//! # ahoy-client
//!
//! Client for an Ahoy analytics collector. Confirms visits, submits events
//! against the confirmed visit, and exposes the current visit to the
//! application.
//!
//! ```no_run
//! # async fn run() -> ahoy_core::AhoyResult<()> {
//! use ahoy_client::Ahoy;
//! use ahoy_core::{AhoyConfig, ApplicationEnvironment, Properties};
//!
//! let config = AhoyConfig::new(
//!     "https://example.com",
//!     ApplicationEnvironment::new("linux", "1.0.0", "6.1"),
//! );
//! let ahoy = Ahoy::new(config)?;
//! ahoy.track_visit(None).await?;
//! ahoy.track_event("opened", Properties::new());
//! # Ok(())
//! # }
//! ```

pub mod encoding;
pub mod engine;
pub mod protocol;
pub mod request;
pub mod transport;

pub use engine::{Ahoy, AhoyBuilder};
pub use request::{RequestBuilder, RequestInterceptor, StaticHeaders};
#[cfg(feature = "http")]
pub use transport::ReqwestTransport;

pub use ahoy_storage::{MemoryStore, SqliteStore};
pub use ahoy_tokens::{TokenManager, TrackingContext};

* * * * * * * * *

Work instruction
A word-for-word copy of the listing is the expected answer.

Task result
//! # ahoy-client
//!
//! Client for an Ahoy analytics collector. Confirms visits, submits events
//! against the confirmed visit, and exposes the current visit to the
//! application.
//!
//! ```no_run
//! # async fn run() -> ahoy_core::AhoyResult<()> {
//! use ahoy_client::Ahoy;
//! use ahoy_core::{AhoyConfig, ApplicationEnvironment, Properties};
//!
//! let config = AhoyConfig::new(
//!     "https://example.com",
//!     ApplicationEnvironment::new("linux", "1.0.0", "6.1"),
//! );
//! let ahoy = Ahoy::new(config)?;
//! ahoy.track_visit(None).await?;
//! ahoy.track_event("opened", Properties::new());
//! # Ok(())
//! # }
//! ```

pub mod encoding;
pub mod engine;
pub mod protocol;
pub mod request;
pub mod transport;

pub use engine::{Ahoy, AhoyBuilder};
pub use request::{RequestBuilder, RequestInterceptor, StaticHeaders};
#[cfg(feature = "http")]
pub use transport::ReqwestTransport;

pub use ahoy_storage::{MemoryStore, SqliteStore};
pub use ahoy_tokens::{TokenManager, TrackingContext};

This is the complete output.